More women turning to Natural Family Planning

By Shannon Eaton, R.N., B.S.N., C.F.C.P., Contributing writer

Shannon Eaton, a fertility care director at the Woman’s New Life Center, 4612 S. Claiborne Ave. in New Orleans, offers the following insights about recent developments in Natural Family Planning (NFP).

People may not know much about the advances in natural family planning and might may be surprised to hear about some of the exciting things going on. Is there anything new in the science of natural family planning?

Generally, people are not aware that NFP is just as effective or more effective than artificial hormonal contraception for avoiding pregnancy, that there is medical science that can treat women’s reproductive issues with the use of NFP and the significant benefits that can be gained from using NFP. Many of our clients return for their first or second session after charting and are thrilled at what they are learning about their bodies. They sometimes ask, “Why didn’t I know about this sooner?”

  • What specifically is so compelling about the Creighton Model? Can you explain it briefly?

There are several different types of NFP that involve different “biomarkers” of a woman’s cycle. The Creighton Model is a “mucus-only” method. While there are several mucus-only methods, the detail with which a woman charts her biomarkers with the Creighton Model creates a very precise picture of her fertility and any abnormalities. It’s this precision that allows for the most effective restorative reproductive medical treatment using NaProTechnology. The Creighton Model and NaPro also have more extensive research backing the method and medical treatment.

  • Do you teach other forms of NFP?

The Woman’s New Life Center and Hope Woman’s Clinic offer the Creighton Model and the Ovulation Method. All women do not necessarily need to chart in the level of detail required by the Creighton Model, so we offer another effective model for women and couples to choose.

  • What do the statistics say about the number of women who are using natural methods of family planning? Is that number growing? If so, is that because of concerns about the side effects of contraceptives? What are some of the proven risk factors of using contraceptives?

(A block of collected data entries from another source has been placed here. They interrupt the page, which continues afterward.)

//! Replicated playback commands.
//!
//! Every mutation of an audio source is expressed as a [`Command`]: the
//! originating [`SourceId`] plus one [`Action`] variant. Commands are plain
//! values and carry no session or network state.

use crate::clip::ClipId;
use std::fmt;

/// Identifier of a networked audio source, assigned by the embedding entity system.
#[derive(Clone, Copy, Debug, PartialEq, Eq, PartialOrd, Ord, Hash)]
pub struct SourceId(pub u32);

impl fmt::Display for SourceId {
    fn fmt(&self, f: &mut fmt::Formatter<'_>) -> fmt::Result {
        write!(f, "{}", self.0)
    }
}

/// Playback operations that can be replicated.
#[derive(Clone, Copy, Debug, PartialEq)]
pub enum Action {
    /// Pause playback.
    Pause,
    /// Stop playback.
    Stop,
    /// Resume paused playback.
    UnPause,
    /// Play the current clip after a delay in output ticks.
    Play { delay_ticks: u64 },
    /// Play the current clip after a delay in seconds.
    PlayDelayed { delay_seconds: f32 },
    /// Play the current clip at an absolute engine time.
    PlayScheduled { absolute_time: f64 },
    /// Fire-and-forget playback of a clip.
    PlayOneShot { clip: ClipId, volume_scale: f32 },
    /// Set the volume (also the source's nominal volume).
    SetVolume { volume: f32 },
    /// Fade out from the nominal volume and stop.
    FadeOut { duration: f32 },
    /// Fade in from silence to a target volume.
    FadeIn { target_volume: f32, duration: f32 },
    /// Change the current clip.
    SetClip { clip: ClipId },
    /// Set the doppler level.
    SetDopplerLevel { level: f32 },
    /// Set whether the source ignores listener pause.
    SetIgnoreListenerPause { flag: bool },
    /// Set whether the source ignores listener volume.
    SetIgnoreListenerVolume { flag: bool },
    /// Set whether the current clip loops.
    SetLoop { flag: bool },
    /// Set the pitch.
    SetPitch { pitch: f32 },
    /// Seek to a playback position in seconds.
    SetTime { seconds: f32 },
    /// Seek to a playback position in samples.
    SetTimeSamples { samples: i32 },
}

/// Discriminant of an [`Action`], as written to the wire.
#[derive(Clone, Copy, Debug, PartialEq, Eq, Hash)]
#[repr(u8)]
pub enum ActionKind {
    Pause = 0,
    Stop = 1,
    UnPause = 2,
    Play = 3,
    PlayDelayed = 4,
    PlayScheduled = 5,
    PlayOneShot = 6,
    SetVolume = 7,
    FadeOut = 8,
    FadeIn = 9,
    SetClip = 10,
    SetDopplerLevel = 11,
    SetIgnoreListenerPause = 12,
    SetIgnoreListenerVolume = 13,
    SetLoop = 14,
    SetPitch = 15,
    SetTime = 16,
    SetTimeSamples = 17,
}

impl ActionKind {
    /// All kinds in wire order.
    pub const ALL: [ActionKind; 18] = [
        ActionKind::Pause,
        ActionKind::Stop,
        ActionKind::UnPause,
        ActionKind::Play,
        ActionKind::PlayDelayed,
        ActionKind::PlayScheduled,
        ActionKind::PlayOneShot,
        ActionKind::SetVolume,
        ActionKind::FadeOut,
        ActionKind::FadeIn,
        ActionKind::SetClip,
        ActionKind::SetDopplerLevel,
        ActionKind::SetIgnoreListenerPause,
        ActionKind::SetIgnoreListenerVolume,
        ActionKind::SetLoop,
        ActionKind::SetPitch,
        ActionKind::SetTime,
        ActionKind::SetTimeSamples,
    ];

    /// Parse a wire tag.
    pub fn from_u8(tag: u8) -> Option<Self> {
        Self::ALL.get(usize::from(tag)).copied()
    }

    /// Wire tag for this kind.
    #[inline]
    pub fn as_u8(self) -> u8 {
        self as u8
    }

    /// Exact payload length in bytes.
    pub fn payload_len(self) -> usize {
        match self {
            ActionKind::Pause | ActionKind::Stop | ActionKind::UnPause => 0,
            ActionKind::Play | ActionKind::PlayScheduled => 8,
            ActionKind::PlayOneShot | ActionKind::FadeIn => 8,
            ActionKind::PlayDelayed
            | ActionKind::SetVolume
            | ActionKind::FadeOut
            | ActionKind::SetClip
            | ActionKind::SetDopplerLevel
            | ActionKind::SetPitch
            | ActionKind::SetTime
            | ActionKind::SetTimeSamples => 4,
            ActionKind::SetIgnoreListenerPause
            | ActionKind::SetIgnoreListenerVolume
            | ActionKind::SetLoop => 1,
        }
    }

    /// Whether the action carries or implies a volume that is damped along links.
    pub fn is_volume_bearing(self) -> bool {
        matches!(
            self,
            ActionKind::Play
                | ActionKind::PlayDelayed
                | ActionKind::PlayScheduled
                | ActionKind::PlayOneShot
                | ActionKind::SetVolume
                | ActionKind::FadeOut
                | ActionKind::FadeIn
        )
    }
}

impl Action {
    /// The wire discriminant of this action.
    pub fn kind(&self) -> ActionKind {
        match self {
            Action::Pause => ActionKind::Pause,
            Action::Stop => ActionKind::Stop,
            Action::UnPause => ActionKind::UnPause,
            Action::Play { .. } => ActionKind::Play,
            Action::PlayDelayed { .. } => ActionKind::PlayDelayed,
            Action::PlayScheduled { .. } => ActionKind::PlayScheduled,
            Action::PlayOneShot { .. } => ActionKind::PlayOneShot,
            Action::SetVolume { .. } => ActionKind::SetVolume,
            Action::FadeOut { .. } => ActionKind::FadeOut,
            Action::FadeIn { .. } => ActionKind::FadeIn,
            Action::SetClip { .. } => ActionKind::SetClip,
            Action::SetDopplerLevel { .. } => ActionKind::SetDopplerLevel,
            Action::SetIgnoreListenerPause { .. } => ActionKind::SetIgnoreListenerPause,
            Action::SetIgnoreListenerVolume { .. } => ActionKind::SetIgnoreListenerVolume,
            Action::SetLoop { .. } => ActionKind::SetLoop,
            Action::SetPitch { .. } => ActionKind::SetPitch,
            Action::SetTime { .. } => ActionKind::SetTime,
            Action::SetTimeSamples { .. } => ActionKind::SetTimeSamples,
        }
    }
}

/// A playback action issued for one source.
#[derive(Clone, Copy, Debug, PartialEq)]
pub struct Command {
    /// Source the command originates from (root of the link fan-out).
    pub source: SourceId,
    /// The operation.
    pub action: Action,
}

impl Command {
    /// Create a command for a source.
    pub fn new(source: SourceId, action: Action) -> Self {
        Self { source, action }
    }

    /// Shorthand for the action's kind.
    pub fn kind(&self) -> ActionKind {
        self.action.kind()
    }
}

#[cfg(test)]
mod tests {
    use super::*;

    #[test]
    fn test_kind_tags_are_dense() {
        for (idx, kind) in ActionKind::ALL.iter().enumerate() {
            assert_eq!(kind.as_u8() as usize, idx);
            assert_eq!(ActionKind::from_u8(idx as u8), Some(*kind));
        }
        assert_eq!(ActionKind::from_u8(18), None);
        assert_eq!(ActionKind::from_u8(0xff), None);
    }

    #[test]
    fn test_volume_bearing_kinds() {
        assert!(ActionKind::SetVolume.is_volume_bearing());
        assert!(ActionKind::FadeOut.is_volume_bearing());
        assert!(!ActionKind::SetPitch.is_volume_bearing());
        assert!(!ActionKind::Stop.is_volume_bearing());
    }

    #[test]
    fn test_command_kind() {
        let cmd = Command::new(SourceId(7), Action::SetLoop { flag: true });
        assert_eq!(cmd.kind(), ActionKind::SetLoop);
        assert_eq!(cmd.source, SourceId(7));
    }
}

The current statistic is 4.1 percent of women use NFP, more recently referred to as fertility-awareness-based methods (FABMs), which is an increase from 2.3 percent in 1982. It is reported that one of the main reasons for growth of use of FABMs is the undesirable side effects and risks of artificial hormonal contraception. That is also one of the main reasons our patients report. Artificial contraception’s side effects include weight gain, depression, decreased libido, nausea and headaches, to name a few, and increases the risk of cardiovascular disease, stroke, breast, cervical and liver cancer.

  • How important has your outreach to teenagers and college students been?

We have had a tremendous response to the “Growing Up Gracefully” program. Teens and their mothers are hungry to learn more. When they hear this truth, they are excited to share it and live it out.

  • Have mothers brought their teenage girls in to see you?

Our patient base has many teenage girls. The mothers and teens are so thankful for a doctor who will listen to their problems and offer real solutions to these problems instead of just putting them on the pill.

  • Is the “green” movement perhaps a part of women embracing natural family planning?

We have seen many patients who choose Natural Family Planning for health and environmental reasons. We try to reach out to everyone and let them know that there are many reasons that fertility-awareness-based methods are good.

What about fertility awareness among women? What have you seen in the women you have treated?

So many women are uneducated about their bodies. Once they learn the basics about how their body works and the gift of their fertility, they want to learn more.

  • How challenging is it to get husbands on board with NFP?

Some husbands are supportive and helpful. Many embrace it when they hear about the benefits to their spouse and their marriage.

  • What has the new clinic on South Claiborne meant to your practice?

We have been so blessed with this new and beautiful building. Our established patients love seeing the new place, and we are hopeful that this great location will bring many more women to our unique clinic.